### Directions
Read through the lines below and copy the ones holding the string "accounts".

### Provided data
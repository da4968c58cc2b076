//! Registration Notifier Service
//!
//! Feeds document revisions into the registration notification pipeline and
//! mails administrators about new or validated accounts.
//!
//! ## Architecture
//!
//! ```text
//! NDJSON documents (REGISTRATION_EVENTS_FILE or stdin)
//!   ↓ (one revision per line)
//! InMemoryDocumentStore
//!   ↓ (DocumentCreated / DocumentUpdated)
//! ObservationManager
//!   ↓ ("usercreation" → "registrationNotifier")
//! TemplateMailSender (Handlebars)
//!   ↓
//! SmtpProvider (relay in production, Mailpit/MailHog in development)
//! ```
//!
//! Each line is a JSON document revision, for example:
//!
//! ```json
//! {"reference":"xwiki:XWiki.JohnDoe","objects":{"XWiki.XWikiUsers":{"active":0,"first_name":"John","last_name":"Doe","email":"john@x.com"}}}
//! ```

use core_config::{ConfigError, Environment, FromEnv, SmtpSettings, env_optional};
use domain_registration::mail::{EmailProvider, SmtpProvider};
use domain_registration::{
    ComponentRegistry, Document, InMemoryDocumentStore, MailSender, RegistrationNotifierConfig,
    RegistrationPipeline, TemplateEngine, TemplateMailSender,
};
use eyre::{Result, WrapErr};
use std::path::PathBuf;
use std::sync::Arc;
use tokio::io::{AsyncBufRead, AsyncBufReadExt, BufReader};
use tokio::signal;
use tracing::{info, warn};

/// Service settings loaded from the environment.
#[derive(Clone, Debug, Default, PartialEq, Eq)]
pub struct NotifierSettings {
    /// Newline-delimited JSON documents; stdin when unset.
    pub events_file: Option<PathBuf>,
}

impl FromEnv for NotifierSettings {
    fn from_env() -> Result<Self, ConfigError> {
        Ok(Self {
            events_file: env_optional("REGISTRATION_EVENTS_FILE")
                .filter(|path| !path.trim().is_empty())
                .map(PathBuf::from),
        })
    }
}

/// Counters for one pass over the document feed.
#[derive(Clone, Copy, Debug, Default, PartialEq, Eq)]
pub struct FeedStats {
    pub saved: usize,
    pub skipped: usize,
}

/// Save every document read from `reader` through `pipeline`.
///
/// Blank lines are ignored; lines that are not a valid document are logged
/// and skipped.
pub async fn process_feed<R>(pipeline: &RegistrationPipeline, reader: R) -> Result<FeedStats>
where
    R: AsyncBufRead + Unpin,
{
    let mut lines = reader.lines();
    let mut stats = FeedStats::default();
    let mut line_number = 0usize;

    while let Some(line) = lines
        .next_line()
        .await
        .wrap_err("Failed to read document feed")?
    {
        line_number += 1;
        if line.trim().is_empty() {
            continue;
        }

        match serde_json::from_str::<Document>(&line) {
            Ok(document) => {
                pipeline.save(document).await;
                stats.saved += 1;
            }
            Err(e) => {
                warn!(line = line_number, error = %e, "Skipping malformed document");
                stats.skipped += 1;
            }
        }
    }

    Ok(stats)
}

async fn install<M: MailSender + 'static>(mail: M) -> Result<RegistrationPipeline> {
    RegistrationPipeline::install(
        ComponentRegistry::global(),
        Arc::new(InMemoryDocumentStore::new()),
        RegistrationNotifierConfig::from_env(),
        Arc::new(mail),
    )
    .await
    .wrap_err("Failed to install registration pipeline")
}

async fn consume(pipeline: &RegistrationPipeline, settings: &NotifierSettings) -> Result<FeedStats> {
    match &settings.events_file {
        Some(path) => {
            info!(path = %path.display(), "Reading documents from file");
            let file = tokio::fs::File::open(path)
                .await
                .wrap_err_with(|| format!("Failed to open {}", path.display()))?;
            process_feed(pipeline, BufReader::new(file)).await
        }
        None => {
            info!("Reading documents from stdin");
            process_feed(pipeline, BufReader::new(tokio::io::stdin())).await
        }
    }
}

/// Run the registration notifier
///
/// 1. Sets up structured logging (JSON for prod, pretty for dev)
/// 2. Selects the SMTP transport (configured relay for prod, local catcher for dev)
/// 3. Installs the notification pipeline into the global registry
/// 4. Processes the document feed until it ends or a shutdown signal arrives
///
/// # Errors
///
/// Returns an error if SMTP or service configuration is invalid, the feed
/// cannot be opened, or the pipeline was already installed.
pub async fn run() -> Result<()> {
    let environment = Environment::from_env();
    core_config::tracing::init_tracing(&environment);

    info!(
        name = env!("CARGO_PKG_NAME"),
        version = env!("CARGO_PKG_VERSION"),
        "Starting registration notifier"
    );
    info!("Environment: {:?}", environment);

    let settings = NotifierSettings::from_env().wrap_err("Failed to load notifier settings")?;
    let templates = TemplateEngine::new().wrap_err("Failed to initialize template engine")?;

    let provider = match environment {
        Environment::Production => {
            let smtp = SmtpSettings::from_env().wrap_err(
                "SMTP configuration error. Ensure SMTP_HOST and EMAIL_FROM_ADDRESS are set.",
            )?;
            info!(host = %smtp.host, port = smtp.port, "Using SMTP relay");
            SmtpProvider::new(smtp)?
        }
        Environment::Development => {
            info!("Using SMTP provider for development (Mailpit/MailHog)");
            SmtpProvider::mailhog()?
        }
    };

    if let Err(e) = provider.health_check().await {
        warn!(provider = provider.name(), error = %e, "Mail transport not reachable");
    }

    let pipeline = install(TemplateMailSender::new(provider, templates)).await?;

    tokio::select! {
        stats = consume(&pipeline, &settings) => {
            let stats = stats?;
            info!(saved = stats.saved, skipped = stats.skipped, "Document feed finished");
        }
        result = shutdown_signal() => {
            result?;
        }
    }

    info!("Registration notifier stopped");
    Ok(())
}

/// Wait for a shutdown signal (SIGINT or SIGTERM)
async fn shutdown_signal() -> Result<()> {
    let ctrl_c = async { signal::ctrl_c().await.wrap_err("Failed to listen for Ctrl+C") };

    #[cfg(unix)]
    let terminate = async {
        let mut sigterm = signal::unix::signal(signal::unix::SignalKind::terminate())
            .wrap_err("Failed to install SIGTERM handler")?;
        sigterm.recv().await;
        Ok::<(), eyre::Report>(())
    };

    #[cfg(not(unix))]
    let terminate = std::future::pending::<Result<()>>();

    tokio::select! {
        result = ctrl_c => {
            info!("Received Ctrl+C, initiating shutdown...");
            result
        },
        result = terminate => {
            info!("Received SIGTERM, initiating shutdown...");
            result
        },
    }
}
//! Notification policy: which lifecycle events produce mail, and to whom.

use crate::models::LifecycleKind;
use serde::{Deserialize, Serialize};
use strum::{AsRefStr, Display};

/// When administrators are told about new accounts.
#[derive(
    Debug, Clone, Copy, Default, PartialEq, Eq, Hash, Serialize, Deserialize, Display, AsRefStr,
)]
#[strum(serialize_all = "snake_case")]
#[serde(rename_all = "snake_case")]
pub enum NotificationMode {
    /// Notify as soon as the account exists.
    #[default]
    Immediate,
    /// Notify once the user has confirmed their email address.
    EmailVerification,
}

/// How the dispatcher reacts to a failed send.
#[derive(
    Debug, Clone, Copy, Default, PartialEq, Eq, Hash, Serialize, Deserialize, Display, AsRefStr,
)]
#[strum(serialize_all = "snake_case")]
#[serde(rename_all = "snake_case")]
pub enum DeliveryStrategy {
    /// Stop at the first failure; later recipients are not attempted.
    #[default]
    AbortOnFailure,
    /// Attempt every recipient and collect failures.
    Isolated,
}

/// Decide whether `kind` warrants a notification under `mode`.
///
/// | mode              | UserCreated | UserValidated |
/// |-------------------|-------------|---------------|
/// | Immediate         | true        | false         |
/// | EmailVerification | false       | true          |
pub const fn should_notify(mode: NotificationMode, kind: LifecycleKind) -> bool {
    match (mode, kind) {
        (NotificationMode::Immediate, LifecycleKind::UserCreated) => true,
        (NotificationMode::Immediate, LifecycleKind::UserValidated) => false,
        (NotificationMode::EmailVerification, LifecycleKind::UserCreated) => false,
        (NotificationMode::EmailVerification, LifecycleKind::UserValidated) => true,
    }
}

/// Snapshot of the notification settings for one dispatch decision.
#[derive(Debug, Clone, PartialEq, Eq)]
pub struct NotificationPolicy {
    pub mode: NotificationMode,
    pub recipients: Vec<String>,
    pub template_id: String,
    pub delivery: DeliveryStrategy,
}

impl NotificationPolicy {
    pub fn new(
        mode: NotificationMode,
        recipients: Vec<String>,
        template_id: impl Into<String>,
    ) -> Self {
        Self {
            mode,
            recipients,
            template_id: template_id.into(),
            delivery: DeliveryStrategy::default(),
        }
    }

    pub fn with_delivery(mut self, delivery: DeliveryStrategy) -> Self {
        self.delivery = delivery;
        self
    }

    /// Whether an event of `kind` should be dispatched at all.
    ///
    /// An empty recipient list never dispatches, whatever the mode.
    pub fn approves(&self, kind: LifecycleKind) -> bool {
        !self.recipients.is_empty() && should_notify(self.mode, kind)
    }
}
//! Bridges raw document mutations to user lifecycle events.

use crate::classifier::TransitionClassifier;
use crate::error::{RegistrationError, RegistrationResult};
use crate::observation::{
    ComponentRegistry, Event, EventFilter, EventKind, EventListener, EventPublisher, Subscription,
};
use crate::store::DocumentStore;
use async_trait::async_trait;
use regex::Regex;
use std::sync::{Arc, LazyLock, OnceLock};
use tracing::debug;

pub const USER_LIFECYCLE_LISTENER: &str = "usercreation";

/// Qualified names of documents in the `XWiki` space of any wiki.
pub const USER_SPACE_PATTERN: &str = r"^[^:]+:XWiki\..*$";

static USER_SPACE: LazyLock<Regex> =
    LazyLock::new(|| Regex::new(USER_SPACE_PATTERN).expect("valid user space regex"));

/// Listens for document creations and updates in the user space and
/// republishes detected transitions as [`Event::Lifecycle`].
///
/// The publisher is looked up from the registry on the first event rather
/// than at construction, since the publisher is only complete once this
/// listener has been added to it.
pub struct UserLifecycleListener<S: DocumentStore> {
    classifier: TransitionClassifier<S>,
    registry: Arc<ComponentRegistry>,
    publisher: OnceLock<Arc<dyn EventPublisher>>,
}

impl<S: DocumentStore> UserLifecycleListener<S> {
    /// Listener resolving its publisher from [`ComponentRegistry::global`].
    pub fn new(store: Arc<S>) -> Self {
        Self::with_registry(store, ComponentRegistry::global())
    }

    pub fn with_registry(store: Arc<S>, registry: Arc<ComponentRegistry>) -> Self {
        Self {
            classifier: TransitionClassifier::new(store),
            registry,
            publisher: OnceLock::new(),
        }
    }

    fn publisher(&self) -> RegistrationResult<Arc<dyn EventPublisher>> {
        if let Some(publisher) = self.publisher.get() {
            return Ok(publisher.clone());
        }

        let publisher = self.registry.lookup_publisher().map_err(|e| {
            RegistrationError::CollaboratorResolution(format!(
                "{USER_LIFECYCLE_LISTENER} cannot publish lifecycle events: {e}"
            ))
        })?;
        Ok(self.publisher.get_or_init(|| publisher).clone())
    }
}

#[async_trait]
impl<S: DocumentStore + 'static> EventListener for UserLifecycleListener<S> {
    fn name(&self) -> &'static str {
        USER_LIFECYCLE_LISTENER
    }

    fn subscriptions(&self) -> Vec<Subscription> {
        let filter = EventFilter::Regex(USER_SPACE.clone());

        vec![
            Subscription::new(EventKind::DocumentCreated, filter.clone()),
            Subscription::new(EventKind::DocumentUpdated, filter),
        ]
    }

    async fn on_event(&self, event: &Event) -> RegistrationResult<()> {
        let Event::Mutation(mutation) = event else {
            return Ok(());
        };

        let Some(lifecycle) = self.classifier.classify(mutation).await else {
            return Ok(());
        };

        let publisher = self.publisher()?;
        debug!(
            document = %lifecycle.document_id,
            lifecycle = %lifecycle.kind,
            "Publishing user lifecycle event"
        );
        publisher.notify(Event::Lifecycle(lifecycle)).await;
        Ok(())
    }
}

### Response for this exercise
//! mails administrators about new or validated accounts.
/// When administrators are told about new accounts.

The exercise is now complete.